◆ Prompt ◆
From the records below, copy each line in which the string "struct" occurs.

◆ Stored data ◆
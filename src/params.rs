//! Terrain generation parameters.
//!
//! A `TerrainParameters` value is owned and edited by the caller; the pipeline
//! only ever reads it. Partial JSON files are accepted, missing fields take
//! their defaults.

use std::path::Path;

use log::warn;
use serde::{Deserialize, Serialize};

use crate::colour::{Colour, ColourRamp};
use crate::curve::{HeightCurve, MAX_HEIGHT_EXPONENT, MIN_HEIGHT_EXPONENT};
use crate::error::{Result, TerrainError};
use crate::grid::checked_area;

/// Smallest noise scale the generator will use.
pub const MIN_NOISE_SCALE: f32 = 0.0001;

/// How band thresholds feed the mesh geometry.
#[derive(Clone, Copy, Debug, Default, PartialEq, Eq, Serialize, Deserialize)]
#[serde(rename_all = "snake_case")]
pub enum QuantizationMode {
    /// Heights are used as generated; only the colour output is banded.
    #[default]
    Continuous,
    /// Heights snap to their band's upper threshold before meshing.
    Stepped,
}

/// Which artifacts a pipeline call should produce.
#[derive(Clone, Copy, Debug, Default, PartialEq, Eq, Serialize, Deserialize)]
#[serde(rename_all = "snake_case")]
pub enum OutputSet {
    NoiseMap,
    #[default]
    ColourMap,
    Mesh,
    All,
}

impl OutputSet {
    pub fn all() -> &'static [Self] {
        &[Self::NoiseMap, Self::ColourMap, Self::Mesh, Self::All]
    }

    pub fn wants_noise_map(self) -> bool {
        matches!(self, Self::NoiseMap | Self::All)
    }

    pub fn wants_colour_map(self) -> bool {
        matches!(self, Self::ColourMap | Self::Mesh | Self::All)
    }

    pub fn wants_mesh(self) -> bool {
        matches!(self, Self::Mesh | Self::All)
    }
}

impl std::fmt::Display for OutputSet {
    fn fmt(&self, f: &mut std::fmt::Formatter<'_>) -> std::fmt::Result {
        match self {
            Self::NoiseMap => write!(f, "noise-map"),
            Self::ColourMap => write!(f, "colour-map"),
            Self::Mesh => write!(f, "mesh"),
            Self::All => write!(f, "all"),
        }
    }
}

/// Safe values substituted for the tunable noise/block controls when
/// `use_defaults` is on. The seed is never replaced.
#[derive(Clone, Copy, Debug, PartialEq, Serialize, Deserialize)]
#[serde(default)]
pub struct DefaultPreset {
    pub noise_scale: f32,
    pub octaves: u32,
    pub persistence: f32,
    pub lacunarity: f32,
    pub block_size: usize,
}

impl Default for DefaultPreset {
    fn default() -> Self {
        Self {
            noise_scale: 50.0,
            octaves: 4,
            persistence: 0.5,
            lacunarity: 2.0,
            block_size: 10,
        }
    }
}

/// Full parameter set for one generation.
#[derive(Clone, Debug, PartialEq, Serialize, Deserialize)]
#[serde(default)]
pub struct TerrainParameters {
    // Map size & detail
    pub width: usize,
    pub height: usize,
    /// Zoom of the noise pattern. Lower = bigger features.
    pub noise_scale: f32,

    // Terrain pattern
    /// Number of stacked noise layers.
    pub octaves: u32,
    /// Amplitude decay per octave (0.0-1.0)
    pub persistence: f32,
    /// Frequency growth per octave (>= 1.0)
    pub lacunarity: f32,
    /// Pans the pattern without changing its shape.
    pub offset: (f32, f32),
    /// Side of the square blocks used for the chunky look. 1 = off.
    pub block_size: usize,

    // Regions & colours
    pub region_band_count: usize,
    /// Upper bound of each band, ascending, last = 1.0.
    pub region_thresholds: Vec<f32>,
    pub region_colours: Vec<Colour>,
    /// Ramp used when the region table has to be rebuilt. `None` paints bands white.
    pub region_ramp: Option<ColourRamp>,
    pub reverse_ramp: bool,
    pub quantization_mode: QuantizationMode,

    // Height
    pub height_curve: HeightCurve,
    pub height_multiplier: f32,
    /// Shapes the multiplier, clamped to [0.1, 5].
    pub height_exponent: f32,

    // Seed
    pub seed: i64,
    /// Replace the noise/block controls with `defaults`, keeping the seed.
    pub use_defaults: bool,
    pub defaults: DefaultPreset,
}

impl Default for TerrainParameters {
    fn default() -> Self {
        Self {
            width: 256,
            height: 256,
            noise_scale: 50.0,
            octaves: 4,
            persistence: 0.5,
            lacunarity: 2.0,
            offset: (0.0, 0.0),
            block_size: 4,
            region_band_count: 2,
            region_thresholds: Vec::new(),
            region_colours: Vec::new(),
            region_ramp: Some(ColourRamp::terrain()),
            reverse_ramp: false,
            quantization_mode: QuantizationMode::Continuous,
            height_curve: HeightCurve::linear(),
            height_multiplier: 1.0,
            height_exponent: 1.0,
            seed: 0,
            use_defaults: true,
            defaults: DefaultPreset::default(),
        }
    }
}

impl TerrainParameters {
    pub fn from_json_str(json: &str) -> Result<Self> {
        Ok(serde_json::from_str(json)?)
    }

    pub fn from_json_file(path: impl AsRef<Path>) -> Result<Self> {
        let text = std::fs::read_to_string(path)?;
        Self::from_json_str(&text)
    }

    pub fn to_json_string(&self) -> Result<String> {
        Ok(serde_json::to_string_pretty(self)?)
    }

    /// Reject configurations that cannot produce a grid at all, including
    /// sizes whose cell count would overflow.
    pub fn validate(&self) -> Result<()> {
        if checked_area(self.width, self.height).is_none() {
            return Err(TerrainError::InvalidDimensions {
                width: self.width,
                height: self.height,
            });
        }
        Ok(())
    }

    /// Copy with the default preset applied (if enabled) and every tunable
    /// clamped into a range the generators can't divide by zero or index out
    /// of bounds with.
    pub fn sanitized(&self) -> Self {
        let mut p = self.clone();

        if p.use_defaults {
            p.noise_scale = p.defaults.noise_scale;
            p.octaves = p.defaults.octaves;
            p.persistence = p.defaults.persistence;
            p.lacunarity = p.defaults.lacunarity;
            p.block_size = p.defaults.block_size;
        }

        if !(p.noise_scale >= MIN_NOISE_SCALE) {
            warn!("noise scale {} clamped to {}", p.noise_scale, MIN_NOISE_SCALE);
            p.noise_scale = MIN_NOISE_SCALE;
        }
        if !(p.lacunarity >= 1.0) {
            warn!("lacunarity {} clamped to 1.0", p.lacunarity);
            p.lacunarity = 1.0;
        }
        if !(0.0..=1.0).contains(&p.persistence) {
            let clamped = if p.persistence > 1.0 { 1.0 } else { 0.0 };
            warn!("persistence {} clamped to {}", p.persistence, clamped);
            p.persistence = clamped;
        }
        if p.block_size < 1 {
            warn!("block size 0 raised to 1");
            p.block_size = 1;
        }
        if p.region_band_count < 1 {
            warn!("region band count 0 raised to 1");
            p.region_band_count = 1;
        }
        if !(MIN_HEIGHT_EXPONENT..=MAX_HEIGHT_EXPONENT).contains(&p.height_exponent) {
            let clamped = if p.height_exponent > MAX_HEIGHT_EXPONENT {
                MAX_HEIGHT_EXPONENT
            } else {
                MIN_HEIGHT_EXPONENT
            };
            warn!("height exponent {} clamped to {}", p.height_exponent, clamped);
            p.height_exponent = clamped;
        }

        p
    }
}
//! Raster encoding of height and colour grids.

use image::RgbImage;
use rayon::prelude::*;

use crate::colour::Colour;
use crate::grid::{ColourField, Grid, HeightField};

/// Encode a height field as grayscale, `RGB = (h, h, h)`.
pub fn encode_height(field: &HeightField) -> RgbImage {
    encode_with(field, |&h| Colour::gray(h).to_rgb8())
}

/// Encode a colour field, one pixel per cell.
pub fn encode_colours(field: &ColourField) -> RgbImage {
    encode_with(field, |c| c.to_rgb8())
}

/// Fill an image row by row in parallel. Each pixel only depends on its own
/// cell, so the result is identical to a sequential pass.
fn encode_with<T: Sync>(grid: &Grid<T>, to_rgb: impl Fn(&T) -> [u8; 3] + Sync) -> RgbImage {
    let mut img = RgbImage::new(grid.width as u32, grid.height as u32);
    if grid.is_empty() {
        return img;
    }

    let cells = grid.as_slice();
    let row_bytes = grid.width * 3;
    img.par_chunks_mut(row_bytes)
        .zip(cells.par_chunks(grid.width))
        .for_each(|(pixels, row)| {
            for (px, cell) in pixels.chunks_exact_mut(3).zip(row) {
                px.copy_from_slice(&to_rgb(cell));
            }
        });
    img
}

◆ Response area ◆
pub struct DefaultPreset {
pub struct TerrainParameters {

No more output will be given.